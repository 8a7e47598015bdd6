/* This Source Code Form is subject to the terms of the Mozilla Public
 * License, v. 2.0. If a copy of the MPL was not distributed with this
 * file, You can obtain one at https://mozilla.org/MPL/2.0/. */

//! `tower::Service` face of the router, for hosts that compose their
//! network stack out of services.

use std::task::{Context, Poll};

use futures_util::future::BoxFuture;
use tower::Service;

use super::error::NetworkError;
use super::request::ProtocolRequest;
use super::response::ProtocolResponse;
use super::router::SchemeRouter;

#[derive(Debug, Clone)]
pub struct RouterService {
    router: SchemeRouter,
}

impl RouterService {
    pub fn new(router: SchemeRouter) -> Self {
        Self { router }
    }

    pub fn router(&self) -> &SchemeRouter {
        &self.router
    }
}

impl Service<ProtocolRequest> for RouterService {
    type Response = ProtocolResponse;
    type Error = NetworkError;
    type Future = BoxFuture<'static, Result<ProtocolResponse, NetworkError>>;

    fn poll_ready(&mut self, _cx: &mut Context<'_>) -> Poll<Result<(), Self::Error>> {
        Poll::Ready(Ok(()))
    }

    fn call(&mut self, request: ProtocolRequest) -> Self::Future {
        let router = self.router.clone();
        Box::pin(async move { router.dispatch(request).await })
    }
}

impl From<SchemeRouter> for RouterService {
    fn from(router: SchemeRouter) -> Self {
        Self::new(router)
    }
}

━━━━━━━━━━━━━━━━

Activity
Scan the material for lines with the word "type", and copy each line you find.

Task result
    type Response = ProtocolResponse;
    type Error = NetworkError;
    type Future = BoxFuture<'static, Result<ProtocolResponse, NetworkError>>;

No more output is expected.